23. The method according to claim 1, wherein receiving behavior data comprises monitoring system resource levels.

24. The method according to claim 1, wherein receiving behavior data comprises monitoring heart beat messages from components in the system.

25. The method according to claim 1, wherein receiving behavior data comprises receiving the behavior data continuously.

26. The method according to claim 1, wherein estimating a plurality of parameters comprises performing a goodness of fit test against predetermined distributions for determining the distribution of the behavior data for the components of the system.

27. The method according to claim 26, wherein the goodness of fit test is an analytical goodness of fit test.

28. The method according to claim 27, wherein the analytical goodness of fit test is a Kolmogorov-Smirnov test.

29. The method according to claim 26, wherein the goodness of fit test is a graphical goodness of fit test.

30. The method according to claim 29, wherein the graphical goodness of fit test is a probability plot.

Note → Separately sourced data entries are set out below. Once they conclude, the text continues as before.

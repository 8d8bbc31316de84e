//! Template loaders: where `render(name)` and `{{>name}}` find their source.

use std::collections::HashMap;
use std::io::ErrorKind;
use std::path::{Path, PathBuf};
use std::sync::Arc;

use parking_lot::RwLock;
use stache_core::{Compiler, Program};

use crate::error::{io_err, RenderError};

/// Extension appended to template names that have none.
pub const DEFAULT_EXTENSION: &str = "mustache";

/// Source of compiled programs by template name.
pub trait TemplateLoader: Send + Sync {
    fn load(&self, name: &str) -> Result<Arc<Program>, RenderError>;

    /// Compiler used for templates this loader produces.
    fn compiler(&self) -> &Arc<Compiler>;
}

// ---------------------------------------------------------------------------
// FileLoader
// ---------------------------------------------------------------------------

/// Loads templates from files under a root directory.
///
/// `{{>header}}` reads `<root>/header.mustache`; a name that already has an
/// extension (`{{>layout.html}}`) is used as-is. Compiled programs are
/// memoized per name for the loader's lifetime.
#[derive(Debug)]
pub struct FileLoader {
    compiler: Arc<Compiler>,
    root: PathBuf,
    extension: String,
    loaded: RwLock<HashMap<String, Arc<Program>>>,
}

impl FileLoader {
    pub fn new(compiler: Arc<Compiler>, root: impl Into<PathBuf>) -> Self {
        FileLoader {
            compiler,
            root: root.into(),
            extension: DEFAULT_EXTENSION.to_string(),
            loaded: RwLock::new(HashMap::new()),
        }
    }

    pub fn with_extension(mut self, extension: impl Into<String>) -> Self {
        self.extension = extension.into().trim_start_matches('.').to_string();
        self
    }

    pub fn root(&self) -> &Path {
        &self.root
    }

    /// File a template name maps to.
    pub fn path_for(&self, name: &str) -> PathBuf {
        if Path::new(name).extension().is_some() || self.extension.is_empty() {
            self.root.join(name)
        } else {
            self.root.join(format!("{name}.{}", self.extension))
        }
    }
}

impl TemplateLoader for FileLoader {
    fn load(&self, name: &str) -> Result<Arc<Program>, RenderError> {
        if let Some(program) = self.loaded.read().get(name) {
            return Ok(Arc::clone(program));
        }

        let path = self.path_for(name);
        let source = std::fs::read_to_string(&path).map_err(|e| match e.kind() {
            ErrorKind::NotFound => RenderError::PartialNotFound {
                name: name.to_string(),
                path: path.clone(),
            },
            _ => io_err(&path, e),
        })?;
        let program = self.compiler.compile(&source)?.program;
        tracing::debug!(name, path = %path.display(), hash = %program.hash(), "loaded template");

        self.loaded
            .write()
            .insert(name.to_string(), Arc::clone(&program));
        Ok(program)
    }

    fn compiler(&self) -> &Arc<Compiler> {
        &self.compiler
    }
}

// ---------------------------------------------------------------------------
// MemoryLoader
// ---------------------------------------------------------------------------

/// Loads templates from an in-memory name-to-source map.
#[derive(Debug, Default)]
pub struct MemoryLoader {
    compiler: Arc<Compiler>,
    templates: HashMap<String, String>,
}

impl MemoryLoader {
    pub fn new(compiler: Arc<Compiler>) -> Self {
        MemoryLoader {
            compiler,
            templates: HashMap::new(),
        }
    }

    pub fn with_template(mut self, name: impl Into<String>, source: impl Into<String>) -> Self {
        self.insert(name, source);
        self
    }

    pub fn insert(&mut self, name: impl Into<String>, source: impl Into<String>) {
        self.templates.insert(name.into(), source.into());
    }
}

impl TemplateLoader for MemoryLoader {
    fn load(&self, name: &str) -> Result<Arc<Program>, RenderError> {
        let source = self
            .templates
            .get(name)
            .ok_or_else(|| RenderError::PartialNotFound {
                name: name.to_string(),
                path: PathBuf::from(name),
            })?;
        // Repeat loads are cache hits in the compiler's program cache.
        Ok(self.compiler.compile(source)?.program)
    }

    fn compiler(&self) -> &Arc<Compiler> {
        &self.compiler
    }
}

#[cfg(test)]
mod tests {
    use super::*;
    use tempfile::TempDir;

    fn loader(dir: &TempDir) -> FileLoader {
        FileLoader::new(Arc::new(Compiler::new()), dir.path())
    }

    #[test]
    fn appends_default_extension() {
        let tmp = TempDir::new().unwrap();
        let loader = loader(&tmp);
        assert_eq!(loader.path_for("header"), tmp.path().join("header.mustache"));
        assert_eq!(loader.path_for("page.html"), tmp.path().join("page.html"));
        let loader = loader.with_extension(".tpl");
        assert_eq!(loader.path_for("header"), tmp.path().join("header.tpl"));
    }

    #[test]
    fn loads_and_memoizes_files() {
        let tmp = TempDir::new().unwrap();
        std::fs::write(tmp.path().join("hello.mustache"), "Hi {{name}}").unwrap();
        let loader = loader(&tmp);
        let first = loader.load("hello").unwrap();
        std::fs::remove_file(tmp.path().join("hello.mustache")).unwrap();
        let second = loader.load("hello").unwrap();
        assert!(Arc::ptr_eq(&first, &second));
    }

    #[test]
    fn missing_file_is_not_found() {
        let tmp = TempDir::new().unwrap();
        let err = loader(&tmp).load("ghost").unwrap_err();
        match err {
            RenderError::PartialNotFound { name, path } => {
                assert_eq!(name, "ghost");
                assert_eq!(path, tmp.path().join("ghost.mustache"));
            }
            other => panic!("expected not found, got {other:?}"),
        }
    }

    #[test]
    fn compile_errors_propagate() {
        let tmp = TempDir::new().unwrap();
        std::fs::write(tmp.path().join("bad.mustache"), "{{#a}}").unwrap();
        assert!(matches!(
            loader(&tmp).load("bad"),
            Err(RenderError::Compile(_))
        ));
    }

    #[test]
    fn memory_loader_serves_registered_names() {
        let loader = MemoryLoader::new(Arc::new(Compiler::new())).with_template("a", "A");
        assert_eq!(loader.load("a").unwrap().lowered(), "literal \"A\"\n");
        assert!(matches!(
            loader.load("b"),
            Err(RenderError::PartialNotFound { .. })
        ));
    }
}
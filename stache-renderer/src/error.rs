//! Error types for stache-renderer.

use std::path::PathBuf;

use stache_core::CompileError;
use thiserror::Error;

/// All errors that can abort a render.
///
/// Unresolved variables are not errors; they render as empty text.
#[derive(Debug, Error)]
pub enum RenderError {
    /// Template or partial failed to compile.
    #[error(transparent)]
    Compile(#[from] CompileError),

    /// The output sink rejected a write.
    #[error("failed to write render output: {0}")]
    Write(#[source] std::io::Error),

    /// No template exists for a rendered name or `{{>name}}` partial.
    #[error("template '{name}' not found at {}", .path.display())]
    PartialNotFound { name: String, path: PathBuf },

    /// Partials nested past the recursion limit.
    #[error("partial '{name}' nested {depth} levels deep; recursive partial?")]
    PartialDepth { name: String, depth: usize },

    /// Filesystem error while loading a template.
    #[error("template io error at {path}: {source}")]
    Io {
        path: PathBuf,
        #[source]
        source: std::io::Error,
    },

    /// Host data could not be converted into a value.
    #[error("context serialization error: {0}")]
    Serialization(#[from] serde_json::Error),

    /// Rendered bytes were not valid UTF-8.
    #[error("rendered output is not valid utf-8: {0}")]
    Utf8(#[from] std::string::FromUtf8Error),
}

/// Convenience constructor for [`RenderError::Io`].
pub(crate) fn io_err(path: impl Into<PathBuf>, source: std::io::Error) -> RenderError {
    RenderError::Io {
        path: path.into(),
        source,
    }
}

31. The method according to claim 26, wherein the distribution of the behavior data is a distribution selected from the group consisting of exponential, Weibull distribution, and lognormal distribution.

32. The method according to claim 31, wherein the behavior data comprises time to failure data corresponding to a sub-system of the system, and wherein estimating the plurality of parameters comprises fitting the Weibull distribution to the time to failure data.

33. The method according to claim 31, wherein the behavior data comprises time to repair data corresponding to a sub-system of the system, and wherein estimating the plurality of parameters comprises fitting distribution to the time to repair data.

34. The method according to claim 1, wherein estimating a plurality of parameters comprises determining point estimates of the parameters.

35. The method according to claim 34, wherein determining point estimates of the parameters is based on maximum likelihood estimation.

36. The method according to claim 1, wherein determining individual confidence intervals comprises utilizing a random variable with a predetermined distribution.

37. The method according to claim 36, wherein the predetermined distribution is a function of the random sample and a parameter of interest.

38. The method according to claim 1, wherein determining individual confidence intervals comprises utilizing maximum likelihood estimates and a Fisher Information matrix.

39. The method according to claim 1, wherein determining the overall confidence interval comprises applying a Monte Carlo approach for uncertainty analysis.

40. The method according to claim 39, wherein the parameters comprise Λ={λi, i=1, 2,..., n}, and an overall availability of the system is a function g such that A=g(λ1, A2,..., λn}=g{Λ}.

41. The method according to claim 40, comprising:

(a) drawing samples Λ(j) from f(Λ), where j=1, 2,..., J and J is the total number of iterations;

(b) computing A(j)=g(Λ(j)); and

(c) summarizing A(j).

42. The method according to claim 1, comprising determining control actions based on the estimated model parameters values for maximizing availability of the system.

43. The method according to claim 1, comprising:

(a) constructing a model of a preventive system maintenance for the system or its components and sub-systems;

(b) obtaining an expression of system availability;

(c) optimizing availability with respect to a preventive maintenance trigger interval; and

(d) determining alternate configurations after evaluating the system availability for various configurations at any set of inferred parameter values.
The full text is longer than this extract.